Os Estados Unidos estão dispostos a iniciar uma guerra comercial com o Ruanda, um pequeno país da África subsariana, cujo PIB é de apenas USD 9 bilhões (USD 34,7 bilhões), o que equivale a 0,0004% do peso da economia norte-americana.

O conflito começou devido à intenção do Ruanda de aumentar a produção local de roupas. Para isso, o governo do país africano decidiu reduzir a importação de roupas usadas do exterior, elevando as tarifas dos actuais 0,25 centavos de dólar por quilo para USD 2,50 (USD 9,6).

O volume de exportação de roupas usadas dos EUA para Ruanda se resume a apenas USD 17 milhões (USD 65,8 milhões).
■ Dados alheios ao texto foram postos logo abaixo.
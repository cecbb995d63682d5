//! Shared fixtures for integration tests

#![allow(dead_code)]

use std::collections::BTreeMap;

use chrono::{DateTime, TimeZone, Utc};
use serde_json::Value;

use repo_metadata::{SuccinctRoles, TargetFile, BIN, BINS, ROOT, SNAPSHOT, TARGETS, TIMESTAMP};
use tuf_repo_worker::repository::{InitialMetadata, MetadataRepository, TargetEntry};
use tuf_repo_worker::{FixedClock, MemoryKeyStore, MemoryStore, MetadataStore, Settings};

pub const BIT_LENGTH: u32 = 2;

pub fn start() -> DateTime<Utc> {
    Utc.with_ymd_and_hms(2026, 3, 1, 12, 0, 0).unwrap()
}

/// One key per key role
pub fn generate_keys() -> MemoryKeyStore {
    let keys = MemoryKeyStore::new();
    for role in [ROOT, TIMESTAMP, SNAPSHOT, TARGETS, BIN, BINS] {
        keys.generate(role).unwrap();
    }
    keys
}

pub fn initial_documents(keys: &MemoryKeyStore, settings: &Settings) -> BTreeMap<String, Value> {
    InitialMetadata::generate(keys, settings, start(), BIT_LENGTH, "bins")
        .unwrap()
        .into_documents()
}

pub struct Harness {
    pub repo: MetadataRepository,
    pub store: MemoryStore,
    pub keys: MemoryKeyStore,
    pub clock: FixedClock,
}

/// Bootstrapped in-memory repository with four bins
pub fn harness() -> Harness {
    harness_with(Settings::default())
}

pub fn harness_with(settings: Settings) -> Harness {
    let store = MemoryStore::new();
    let keys = generate_keys();
    let clock = FixedClock::new(start());
    let documents = initial_documents(&keys, &settings);
    let repo = MetadataRepository::new(store.clone(), keys.clone(), settings)
        .with_clock(clock.clone());
    repo.bootstrap(documents).unwrap();
    Harness {
        repo,
        store,
        keys,
        clock,
    }
}

/// Repository over `store`, bootstrapped through it
pub fn repository_over<S: MetadataStore + 'static>(
    store: S,
    keys: &MemoryKeyStore,
    clock: &FixedClock,
) -> MetadataRepository {
    let settings = Settings::default();
    let documents = initial_documents(keys, &settings);
    let repo =
        MetadataRepository::new(store, keys.clone(), settings).with_clock(clock.clone());
    repo.bootstrap(documents).unwrap();
    repo
}

/// A path the delegation assigns to `bin`
pub fn path_in_bin(succinct: &SuccinctRoles, bin: &str) -> String {
    (0..10_000)
        .map(|i| format!("file-{i}"))
        .find(|path| succinct.role_for_target(path) == bin)
        .unwrap()
}

pub fn entry(path: &str) -> TargetEntry {
    TargetEntry::new(path, TargetFile::from_data(path.as_bytes()))
}

impl Harness {
    pub fn clock_now(&self) -> DateTime<Utc> {
        use tuf_repo_worker::Clock;
        self.clock.now()
    }
}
No entanto, a decisão de aumentar as tarifas sobre as roupas de segunda mão irritou a administração de Trump. Em Março de 2018, o Escritório do Representante de Comércio dos EUA advertiu que Ruanda perderia alguns benefícios advindos da Lei de Crescimento e Oportunidade para África, que rege a legislação comercial de Washington para o continente.

As resoluções do presidente [Donald Trump] reafirmaram seu compromisso de fazer cumprir nossas leis comerciais e garantir a justiça em nossas relações económicas, ressaltou Curtis Joseph Mahoneyvice-diretor do Escritório de Comércio dos EUA.

O país subsariano se recusou a reverter as obrigações impostas dentro do prazo de 60 dias exigidos pelo executivo norte-americano. O presidente do Ruanda, Paul Kagame, disse à imprensa que, para ele, tomar a decisão foi algo simples.

Estamos em uma situação em que temos que escolher: ser um receptor de roupas usadas ou fomentar nossas indústrias têxteis, explicou.